From OSI Model to RDMA: High‑Performance Networking, Leaf‑Spine Architecture, and Switch Selection

This article examines the evolution of network protocols from the OSI seven‑layer model and TCP/IP to RDMA technologies such as InfiniBand and RoCE, compares traditional three‑tier and leaf‑spine data‑center designs, and evaluates Ethernet, InfiniBand, and RoCE switches for high‑throughput, low‑latency HPC environments.

Architects' Tech Alliance
Architects' Tech Alliance
Architects' Tech Alliance
From OSI Model to RDMA: High‑Performance Networking, Leaf‑Spine Architecture, and Switch Selection

As computer networks continuously upgrade, protocols become increasingly critical for data exchange. The OSI seven‑layer model, introduced in the 1980s, standardized inter‑computer communication, while modern high‑performance computing (HPC) demands high throughput and low latency, driving a shift from traditional TCP/IP to RDMA technologies.

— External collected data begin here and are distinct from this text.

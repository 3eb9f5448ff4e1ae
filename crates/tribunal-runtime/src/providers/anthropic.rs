//! Anthropic Messages API backend.
//!
//! When the completion config carries a [`ResponseSchema`](super::ResponseSchema)
//! the request forces a single tool call whose input is the structured
//! opinion, so callers get a JSON payload instead of prose.

use async_trait::async_trait;
use serde::Deserialize;
use serde_json::{json, Map, Value as JsonValue};
use std::sync::Arc;
use std::time::Duration;

use super::{
    factory::ProviderFactory,
    secrets::{ApiCredential, CredentialSource},
    ChatMessage, CompletionConfig, CompletionResponse, LlmProvider, ProviderError, TokenUsage,
};
use crate::config::ProviderSettings;

pub const ANTHROPIC_API_KEY_ENV: &str = "ANTHROPIC_API_KEY";

const DEFAULT_BASE_URL: &str = "https://api.anthropic.com/v1";
const API_VERSION: &str = "2023-06-01";
const KEY_LABEL: &str = "Anthropic API key";

pub struct AnthropicProvider {
    credential: ApiCredential,
    base_url: String,
    client: reqwest::Client,
}

impl std::fmt::Debug for AnthropicProvider {
    fn fmt(&self, f: &mut std::fmt::Formatter<'_>) -> std::fmt::Result {
        f.debug_struct("AnthropicProvider")
            .field("credential", &self.credential)
            .field("base_url", &self.base_url)
            .finish_non_exhaustive()
    }
}

impl AnthropicProvider {
    pub fn new(api_key: impl Into<String>) -> Self {
        Self {
            credential: ApiCredential::new(api_key, CredentialSource::Programmatic, KEY_LABEL),
            base_url: DEFAULT_BASE_URL.to_string(),
            client: reqwest::Client::new(),
        }
    }

    /// `options.api_key` (or `ANTHROPIC_API_KEY`) and optional `options.base_url`.
    pub fn from_config(options: &JsonValue) -> Result<Self, ProviderError> {
        let credential = ApiCredential::from_config_or_env(options, "api_key", ANTHROPIC_API_KEY_ENV, KEY_LABEL)?;
        let base_url = options
            .get("base_url")
            .and_then(JsonValue::as_str)
            .unwrap_or(DEFAULT_BASE_URL)
            .trim_end_matches('/')
            .to_string();
        let client = reqwest::Client::builder()
            .build()
            .map_err(|e| ProviderError::HttpError(format!("cannot build HTTP client: {}", e)))?;

        Ok(Self {
            credential,
            base_url,
            client,
        })
    }

    /// Messages API body. System turns move to the top-level `system` field.
    fn request_body(&self, messages: Vec<ChatMessage>, config: &CompletionConfig) -> JsonValue {
        let (system, turns): (Vec<_>, Vec<_>) = messages.into_iter().partition(|m| m.role == "system");

        let turns: Vec<JsonValue> = turns
            .into_iter()
            .map(|turn| {
                let mut block = json!({ "type": "text", "text": turn.content });
                if config.prompt_caching {
                    block["cache_control"] = json!({ "type": "ephemeral" });
                }
                json!({ "role": turn.role, "content": [block] })
            })
            .collect();

        let mut body = Map::new();
        body.insert("model".into(), json!(config.model));
        body.insert("max_tokens".into(), json!(config.max_tokens));
        body.insert("messages".into(), JsonValue::Array(turns));
        if let Some(last) = system.into_iter().last() {
            body.insert("system".into(), json!(last.content));
        }
        if config.temperature != 0.0 {
            body.insert("temperature".into(), json!(config.temperature));
        }
        if let Some(schema) = &config.response_schema {
            body.insert(
                "tools".into(),
                json!([{
                    "name": schema.name,
                    "description": schema.description,
                    "input_schema": schema.schema,
                }]),
            );
            body.insert("tool_choice".into(), json!({ "type": "tool", "name": schema.name }));
        }
        JsonValue::Object(body)
    }
}

/// Overload (529) is transient; exhausted credit or quota is not.
fn classify_error(status: u16, message: String, retry_after: Option<Duration>) -> ProviderError {
    let lower = message.to_ascii_lowercase();
    if status == 402 || lower.contains("credit balance") || lower.contains("quota") {
        return ProviderError::QuotaExhausted(message);
    }
    match status {
        401 | 403 => ProviderError::AuthError,
        429 => ProviderError::RateLimited { retry_after },
        529 => ProviderError::Overloaded(message),
        _ if lower.contains("overloaded") => ProviderError::Overloaded(message),
        _ => ProviderError::ApiError { status, message },
    }
}

#[derive(Debug, Deserialize)]
struct Reply {
    content: Vec<ReplyBlock>,
    model: String,
    stop_reason: Option<String>,
    usage: ReplyUsage,
}

#[derive(Debug, Deserialize)]
#[serde(tag = "type", rename_all = "snake_case")]
enum ReplyBlock {
    Text { text: String },
    ToolUse { input: JsonValue },
    #[serde(other)]
    Other,
}

#[derive(Debug, Deserialize)]
struct ReplyUsage {
    input_tokens: u32,
    output_tokens: u32,
    #[serde(default)]
    cache_creation_input_tokens: u32,
    #[serde(default)]
    cache_read_input_tokens: u32,
}

#[derive(Debug, Deserialize)]
struct ErrorEnvelope {
    error: ErrorBody,
}

#[derive(Debug, Deserialize)]
struct ErrorBody {
    message: String,
}

impl From<Reply> for CompletionResponse {
    fn from(reply: Reply) -> Self {
        let mut content = String::new();
        let mut structured = None;
        for block in reply.content {
            match block {
                ReplyBlock::Text { text } => content.push_str(&text),
                ReplyBlock::ToolUse { input } => {
                    structured.get_or_insert(input);
                }
                ReplyBlock::Other => {}
            }
        }

        CompletionResponse {
            content,
            structured,
            usage: TokenUsage {
                prompt_tokens: reply.usage.input_tokens,
                completion_tokens: reply.usage.output_tokens,
                cache_read_tokens: reply.usage.cache_read_input_tokens,
                cache_creation_tokens: reply.usage.cache_creation_input_tokens,
            },
            model: reply.model,
            stop_reason: reply.stop_reason,
        }
    }
}

#[async_trait]
impl LlmProvider for AnthropicProvider {
    async fn complete(
        &self,
        messages: Vec<ChatMessage>,
        config: &CompletionConfig,
    ) -> Result<CompletionResponse, ProviderError> {
        let body = self.request_body(messages, config);

        let response = self
            .client
            .post(format!("{}/messages", self.base_url))
            .header("x-api-key", self.credential.expose())
            .header("anthropic-version", API_VERSION)
            .timeout(config.timeout)
            .json(&body)
            .send()
            .await
            .map_err(|e| {
                if e.is_timeout() {
                    ProviderError::Timeout(config.timeout)
                } else {
                    ProviderError::HttpError(e.to_string())
                }
            })?;

        let status = response.status();
        if !status.is_success() {
            let retry_after = response
                .headers()
                .get(reqwest::header::RETRY_AFTER)
                .and_then(|v| v.to_str().ok()?.parse::<u64>().ok())
                .map(Duration::from_secs);
            let message = match response.json::<ErrorEnvelope>().await {
                Ok(envelope) => envelope.error.message,
                Err(_) => status.canonical_reason().unwrap_or("unknown").to_string(),
            };
            return Err(classify_error(status.as_u16(), message, retry_after));
        }

        let reply: Reply = response
            .json()
            .await
            .map_err(|e| ProviderError::ParseError(e.to_string()))?;
        Ok(reply.into())
    }

    async fn health_check(&self) -> bool {
        !self.credential.is_empty()
    }

    fn name(&self) -> &str {
        "anthropic"
    }
}

pub struct AnthropicProviderFactory;

impl ProviderFactory for AnthropicProviderFactory {
    fn kind(&self) -> &'static str {
        "anthropic"
    }

    fn check(&self, settings: &ProviderSettings) -> Result<(), ProviderError> {
        let options = &settings.options;
        if !ApiCredential::is_available(options, "api_key", ANTHROPIC_API_KEY_ENV) {
            return Err(ProviderError::NotConfigured(format!(
                "no Anthropic API key in provider.options.api_key or {}",
                ANTHROPIC_API_KEY_ENV
            )));
        }
        match options.get("base_url").and_then(JsonValue::as_str) {
            Some(url) if !url.starts_with("http://") && !url.starts_with("https://") => Err(
                ProviderError::NotConfigured(format!("provider.options.base_url '{}' is not an HTTP URL", url)),
            ),
            _ => Ok(()),
        }
    }

    fn build(&self, settings: &ProviderSettings) -> Result<Arc<dyn LlmProvider>, ProviderError> {
        Ok(Arc::new(AnthropicProvider::from_config(&settings.options)?))
    }
}
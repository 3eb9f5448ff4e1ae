//! Evidence handling on the evaluator side.
//!
//! - [`context`]: select and render the evidence an evaluator sees
//! - [`grounding`]: strip claims and citations the evidence does not support
//! - [`patterns`]: shared regexes

pub mod context;
pub mod grounding;
pub mod patterns;

pub use context::{artifact_for_producer, build_context, EvidenceContext};
pub use grounding::{
    ground_opinion, ContradictionCheck, Grounder, GroundingPolicy, GroundingReport, REDACTION_MARKER,
};

/// Producer names of the built-in fact finders.
pub mod producers {
    pub const REPO_INVESTIGATOR: &str = "RepoInvestigator";
    pub const DOCUMENT_ANALYST: &str = "DocumentAnalyst";
    pub const VISION_INSPECTOR: &str = "VisionInspector";
    pub const CROSS_REFERENCE: &str = "CrossReference";
}
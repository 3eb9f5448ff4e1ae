//! Diagram inventory for the report.
//!
//! Only scheduled when the `vision` capability is enabled. Records the
//! images a report embeds and whether each one resolves to a file next to
//! the report; image content itself is not interpreted.

use std::path::Path;

use async_trait::async_trait;
use lazy_static::lazy_static;
use regex::Regex;
use tracing::debug;
use tribunal_core::{AuditInputs, Evidence, TargetArtifact};

use super::sandbox::validate_file_path;
use super::{FactError, FactFinder};
use crate::evidence::producers::VISION_INSPECTOR;

pub const VISION_CAPABILITY: &str = "vision";

const IMAGE_EXTENSIONS: &[&str] = &["png", "jpg", "jpeg", "gif", "svg", "webp"];

lazy_static! {
    /// `![alt](path "title")`
    static ref MARKDOWN_IMAGE: Regex = Regex::new(r#"!\[([^\]]*)\]\(\s*([^)\s]+)(?:\s+"[^"]*")?\s*\)"#).unwrap();
}

#[derive(Debug, Default)]
pub struct VisionInspector;

impl VisionInspector {
    pub fn new() -> Self {
        Self
    }

    fn inspect(&self, text: &str, report_dir: &Path) -> Vec<Evidence> {
        let mut evidences = Vec::new();

        for caps in MARKDOWN_IMAGE.captures_iter(text) {
            let alt = caps[1].trim();
            let target = &caps[2];
            let label = if alt.is_empty() { "untitled diagram" } else { alt };

            if target.starts_with("http://") || target.starts_with("https://") {
                evidences.push(Evidence::missing(
                    VISION_INSPECTOR,
                    target,
                    format!("Remote diagram '{}' not fetched", label),
                    0.4,
                ));
                continue;
            }

            let resolved = validate_file_path(Path::new(target), report_dir).ok();
            let exists = resolved.as_deref().map_or(false, Path::is_file);
            evidences.push(if exists {
                Evidence::found(VISION_INSPECTOR, target, format!("Diagram '{}' embedded in report", label), 0.7)
            } else {
                Evidence::missing(VISION_INSPECTOR, target, format!("Diagram '{}' referenced but missing", label), 0.6)
            });
        }

        if evidences.is_empty() {
            evidences.push(Evidence::missing(
                VISION_INSPECTOR,
                "report:diagrams",
                "Report embeds no diagrams",
                0.6,
            ));
        }
        evidences
    }
}

#[async_trait]
impl FactFinder for VisionInspector {
    fn name(&self) -> &str {
        VISION_INSPECTOR
    }

    fn target_artifact(&self) -> TargetArtifact {
        TargetArtifact::Document
    }

    fn required_capability(&self) -> Option<&str> {
        Some(VISION_CAPABILITY)
    }

    async fn investigate(&self, inputs: &AuditInputs) -> Result<Vec<Evidence>, FactError> {
        let path = inputs.report_path.as_path();
        let is_image = path
            .extension()
            .and_then(|e| e.to_str())
            .map_or(false, |e| IMAGE_EXTENSIONS.contains(&e.to_ascii_lowercase().as_str()));

        if !tokio::fs::try_exists(path).await.unwrap_or(false) || is_image {
            return Ok(vec![Evidence::missing(
                VISION_INSPECTOR,
                "report:diagrams",
                "No readable report to inspect for diagrams",
                0.5,
            )]);
        }

        let text = String::from_utf8_lossy(&tokio::fs::read(path).await?).into_owned();
        let report_dir = path.parent().unwrap_or_else(|| Path::new("."));
        let evidences = self.inspect(&text, report_dir);
        debug!(diagrams = evidences.iter().filter(|e| e.found).count(), "Diagrams inspected");
        Ok(evidences)
    }
}
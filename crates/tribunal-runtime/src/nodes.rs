//! The nodes of an audit run.
//!
//! ```text
//! initialize ─┬─ fact finders ─┬─ aggregate ─┬─ critic     ─┬─ collect_errors ─ synthesize ─ finalize
//!             │  (parallel)    │             ├─ advocate   ─┤
//!             └─ ...          ─┘             └─ pragmatist ─┘
//! ```

use std::collections::BTreeSet;
use std::sync::Arc;

use async_trait::async_trait;
use chrono::Utc;
use tracing::{info, warn};
use tribunal_core::{
    render_markdown, EvaluatorRole, EvidenceMap, SharedState, StateField, StateUpdate, Synthesizer, TargetArtifact,
};

use crate::evaluator::Evaluator;
use crate::evidence::artifact_for_producer;
use crate::evidence::producers::CROSS_REFERENCE;
use crate::facts::{cross_reference, FactFinder};
use crate::graph::{Node, NodeError, ENTRY_NODE};

pub const AGGREGATE_NODE: &str = "aggregate";
pub const COLLECT_ERRORS_NODE: &str = "collect_errors";
pub const SYNTHESIZE_NODE: &str = "synthesize";
pub const FINALIZE_NODE: &str = "finalize";

/// Stamps the run start.
pub struct InitializeNode;

#[async_trait]
impl Node for InitializeNode {
    fn name(&self) -> &str {
        ENTRY_NODE
    }

    fn writes(&self) -> Vec<StateField> {
        vec![StateField::StartedAt]
    }

    async fn run(&self, state: Arc<SharedState>) -> Result<StateUpdate, NodeError> {
        info!(
            repo = %state.inputs.repo_url,
            report = %state.inputs.report_path.display(),
            criteria = state.inputs.rubric.dimensions.len(),
            "Audit started"
        );
        Ok(StateUpdate {
            started_at: Some(Utc::now()),
            ..Default::default()
        })
    }
}

/// Runs one fact finder and files its evidence under the finder's name.
pub struct FactFinderNode {
    finder: Arc<dyn FactFinder>,
}

impl FactFinderNode {
    pub fn new(finder: Arc<dyn FactFinder>) -> Self {
        Self { finder }
    }
}

#[async_trait]
impl Node for FactFinderNode {
    fn name(&self) -> &str {
        self.finder.name()
    }

    fn writes(&self) -> Vec<StateField> {
        vec![StateField::Evidences]
    }

    fn empty_update(&self) -> StateUpdate {
        StateUpdate::new().with_evidence(self.finder.name(), Vec::new())
    }

    async fn run(&self, state: Arc<SharedState>) -> Result<StateUpdate, NodeError> {
        let evidences = self.finder.investigate(&state.inputs).await?;
        info!(
            finder = %self.finder.name(),
            items = evidences.len(),
            found = evidences.iter().filter(|e| e.found).count(),
            "Evidence collected"
        );
        let stamped = evidences.into_iter().map(|e| e.stamped()).collect();
        Ok(StateUpdate::new().with_evidence(self.finder.name(), stamped))
    }
}

/// Fan-in after the fact finders: cross-checks report claims against the
/// repository and summarizes what each producer found.
pub struct AggregateNode;

#[async_trait]
impl Node for AggregateNode {
    fn name(&self) -> &str {
        AGGREGATE_NODE
    }

    fn writes(&self) -> Vec<StateField> {
        vec![StateField::Evidences, StateField::AggregatedSummary]
    }

    async fn run(&self, state: Arc<SharedState>) -> Result<StateUpdate, NodeError> {
        let checks: Vec<_> = cross_reference(&state.evidences)
            .into_iter()
            .map(|e| e.stamped())
            .collect();

        let mut update = StateUpdate {
            aggregated_summary: Some(summarize(&state.evidences, &checks)),
            ..Default::default()
        };
        if !checks.is_empty() {
            update = update.with_evidence(CROSS_REFERENCE, checks);
        }
        Ok(update)
    }
}

fn summarize(evidences: &EvidenceMap, checks: &[tribunal_core::Evidence]) -> String {
    let mut parts: Vec<String> = evidences
        .iter()
        .map(|(producer, items)| {
            format!("{}: {}/{} found", producer, items.iter().filter(|e| e.found).count(), items.len())
        })
        .collect();
    if !checks.is_empty() {
        parts.push(format!(
            "{}: {}/{} found",
            CROSS_REFERENCE,
            checks.iter().filter(|e| e.found).count(),
            checks.len()
        ));
    }
    if parts.is_empty() {
        "no evidence collected".to_string()
    } else {
        parts.join("; ")
    }
}

/// One persona judging every rubric criterion.
pub struct EvaluatorNode {
    evaluator: Arc<Evaluator>,
}

impl EvaluatorNode {
    pub fn new(evaluator: Arc<Evaluator>) -> Self {
        Self { evaluator }
    }
}

#[async_trait]
impl Node for EvaluatorNode {
    fn name(&self) -> &str {
        self.evaluator.role().key()
    }

    fn writes(&self) -> Vec<StateField> {
        vec![StateField::Opinions]
    }

    fn empty_update(&self) -> StateUpdate {
        StateUpdate::new().with_opinions(Vec::new())
    }

    async fn run(&self, state: Arc<SharedState>) -> Result<StateUpdate, NodeError> {
        let opinions = self
            .evaluator
            .evaluate_all(&state.inputs.rubric, &state.evidences)
            .await;
        Ok(StateUpdate::new().with_opinions(opinions))
    }
}

/// Notes every criterion a persona left without an opinion.
pub struct CollectErrorsNode;

#[async_trait]
impl Node for CollectErrorsNode {
    fn name(&self) -> &str {
        COLLECT_ERRORS_NODE
    }

    fn writes(&self) -> Vec<StateField> {
        vec![StateField::Errors]
    }

    async fn run(&self, state: Arc<SharedState>) -> Result<StateUpdate, NodeError> {
        let mut update = StateUpdate::new();
        for dimension in &state.inputs.rubric.dimensions {
            for role in EvaluatorRole::ALL {
                let present = state
                    .opinions_for(&dimension.id)
                    .any(|o| o.evaluator == role);
                if !present {
                    update = update.with_error(format!(
                        "{}: no {} opinion for '{}'",
                        COLLECT_ERRORS_NODE,
                        role.key(),
                        dimension.id
                    ));
                }
            }
        }
        if let Some(errors) = &update.errors {
            warn!(missing = errors.len(), "Opinions missing before synthesis");
        }
        Ok(update)
    }
}

/// Deterministic resolution of every criterion.
pub struct SynthesizeNode;

#[async_trait]
impl Node for SynthesizeNode {
    fn name(&self) -> &str {
        SYNTHESIZE_NODE
    }

    fn writes(&self) -> Vec<StateField> {
        vec![StateField::FinalScores, StateField::SynthesisSummary]
    }

    async fn run(&self, state: Arc<SharedState>) -> Result<StateUpdate, NodeError> {
        let rubric = &state.inputs.rubric;
        let missing = missing_artifacts(&state.evidences);
        if !missing.is_empty() {
            info!(missing = ?missing, "Artifacts without evidence");
        }

        let synthesis = Synthesizer::for_rubric(rubric).synthesize(rubric, &state.opinions, &missing);
        for resolution in &synthesis.resolutions {
            info!(
                criterion = %resolution.criterion_id,
                score = resolution.score,
                "Criterion resolved"
            );
        }

        Ok(StateUpdate {
            final_scores: Some(synthesis.final_scores),
            synthesis_summary: Some(synthesis.summary),
            ..Default::default()
        })
    }
}

/// An artifact is missing when no producer reporting on it found anything.
pub fn missing_artifacts(evidences: &EvidenceMap) -> BTreeSet<TargetArtifact> {
    [TargetArtifact::Repo, TargetArtifact::Document]
        .into_iter()
        .filter(|artifact| {
            !evidences.iter().any(|(producer, items)| {
                artifact_for_producer(producer) == Some(*artifact) && items.iter().any(|e| e.found)
            })
        })
        .collect()
}

/// Stamps the end of the run and renders the report.
pub struct FinalizeNode;

#[async_trait]
impl Node for FinalizeNode {
    fn name(&self) -> &str {
        FINALIZE_NODE
    }

    fn writes(&self) -> Vec<StateField> {
        vec![StateField::FinishedAt, StateField::FinalReport]
    }

    async fn run(&self, state: Arc<SharedState>) -> Result<StateUpdate, NodeError> {
        let finished_at = Utc::now();
        let mut finished = (*state).clone();
        finished.finished_at = Some(finished_at);

        let report = render_markdown(&finished);
        info!(
            criteria = finished.final_scores.len(),
            errors = finished.errors.len(),
            report_chars = report.len(),
            "Audit finished"
        );
        Ok(StateUpdate {
            finished_at: Some(finished_at),
            final_report: Some(report),
            ..Default::default()
        })
    }
}

#[cfg(test)]
mod tests {
    use super::*;
    use tribunal_core::{AuditInputs, Evidence, Opinion, RubricConfig, RubricDimension};

    use crate::evidence::producers::{DOCUMENT_ANALYST, REPO_INVESTIGATOR};

    fn rubric() -> RubricConfig {
        RubricConfig {
            metadata: Default::default(),
            dimensions: vec![RubricDimension {
                id: "graph_orchestration".into(),
                name: "Graph Orchestration".into(),
                target_artifact: TargetArtifact::Repo,
                forensic_instruction: "Check the graph".into(),
                per_evaluator_instruction: Default::default(),
            }],
            synthesis_rules: Default::default(),
        }
    }

    fn state() -> SharedState {
        SharedState::new(AuditInputs::new("https://github.com/org/repo", "report.md", rubric()))
    }

    #[test]
    fn test_missing_artifacts() {
        let mut evidences = EvidenceMap::new();
        assert_eq!(missing_artifacts(&evidences).len(), 2);

        evidences.insert(
            REPO_INVESTIGATOR.into(),
            vec![Evidence::found(REPO_INVESTIGATOR, "src/main.py", "entry point", 0.9)],
        );
        evidences.insert(
            DOCUMENT_ANALYST.into(),
            vec![Evidence::missing(DOCUMENT_ANALYST, "report.md", "Report file not found", 1.0)],
        );
        let missing = missing_artifacts(&evidences);
        assert_eq!(missing.into_iter().collect::<Vec<_>>(), vec![TargetArtifact::Document]);
    }

    #[tokio::test]
    async fn test_collect_errors_names_missing_opinions() {
        let mut state = state();
        state.opinions.push(Opinion::neutral(EvaluatorRole::Critic, "graph_orchestration", "test"));

        let update = CollectErrorsNode.run(Arc::new(state)).await.unwrap();
        let errors = update.errors.unwrap();
        assert_eq!(errors.len(), 2);
        assert!(errors[0].contains("advocate"));
        assert!(errors[1].contains("pragmatist"));
    }

    #[tokio::test]
    async fn test_aggregate_summarizes_producers() {
        let mut state = state();
        state.evidences.insert(
            REPO_INVESTIGATOR.into(),
            vec![
                Evidence::found(REPO_INVESTIGATOR, "src/a.py", "x", 0.9),
                Evidence::missing(REPO_INVESTIGATOR, "repo:tests", "no tests", 0.8),
            ],
        );

        let update = AggregateNode.run(Arc::new(state)).await.unwrap();
        assert_eq!(update.aggregated_summary.as_deref(), Some("RepoInvestigator: 1/2 found"));
        assert!(update.evidences.is_none());
    }

    #[tokio::test]
    async fn test_finalize_renders_report() {
        let mut state = state();
        state.final_scores.insert("graph_orchestration".into(), 4);
        state.synthesis_summary = Some("All good".into());

        let update = FinalizeNode.run(Arc::new(state)).await.unwrap();
        assert!(update.finished_at.is_some());
        let report = update.final_report.unwrap();
        assert!(report.contains("graph_orchestration"));
        assert!(report.contains("All good"));
    }
}
use std::collections::VecDeque;
use std::sync::Arc;

use tokio::task::JoinSet;
use tracing::{debug, error};
use tribunal_core::SharedState;

use super::builder::TaskGraph;
use super::GraphError;

impl TaskGraph {
    /// Run every node to completion and return the merged state.
    ///
    /// On the first error every in-flight node is aborted and the error is
    /// returned; no partial state escapes.
    pub async fn execute(&self, initial: SharedState) -> Result<SharedState, GraphError> {
        let mut state = initial;
        let mut pending: Vec<usize> = self.predecessors.iter().map(Vec::len).collect();
        let mut ready: VecDeque<usize> = self.order.iter().copied().filter(|&i| pending[i] == 0).collect();
        let mut join_set = JoinSet::new();
        let mut completed = 0usize;

        loop {
            if !ready.is_empty() {
                // Every node spawned in this batch sees the same merged state
                let snapshot = Arc::new(state.clone());
                while let Some(idx) = ready.pop_front() {
                    let node = Arc::clone(&self.nodes[idx]);
                    let snapshot = Arc::clone(&snapshot);
                    debug!(node = %node.name(), "Spawning node");
                    join_set.spawn(async move { (idx, node.run(snapshot).await) });
                }
            }

            let Some(joined) = join_set.join_next().await else {
                break;
            };

            let (idx, result) = match joined {
                Ok(pair) => pair,
                Err(e) => {
                    join_set.abort_all();
                    error!(error = %e, "Node task failed to join");
                    return Err(GraphError::Join(e.to_string()));
                }
            };

            match result {
                Ok(update) => {
                    state.apply(update);
                    completed += 1;
                    for &succ in &self.successors[idx] {
                        pending[succ] -= 1;
                        if pending[succ] == 0 {
                            ready.push_back(succ);
                        }
                    }
                }
                Err(e) => {
                    join_set.abort_all();
                    return Err(e);
                }
            }
        }

        if completed != self.nodes.len() {
            return Err(GraphError::Join(format!(
                "{} of {} nodes never became ready",
                self.nodes.len() - completed,
                self.nodes.len()
            )));
        }
        Ok(state)
    }
}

The OSI layers each serve specific functions: the Physical layer defines hardware signaling; the Data Link layer handles framing and error control; the Network layer creates logical circuits using IP addresses; the Transport layer ensures reliable data flow; the Session layer manages connections; the Presentation layer performs data formatting and encryption; and the Application layer provides end‑user services such as email and file transfer.

Real‑world protocols often deviate from the pure OSI model. TCP/IP, for example, condenses the seven layers into four: Application, Transport, Network, and Data Link, optimizing the stack for practical use.

In HPC, the latency and CPU overhead of TCP/IP have led to the adoption of Remote Direct Memory Access (RDMA), which enables direct memory reads/writes over the network without OS intervention, delivering high throughput and low latency. RDMA variants include InfiniBand, RoCE, and iWARP, each with distinct technical and cost considerations.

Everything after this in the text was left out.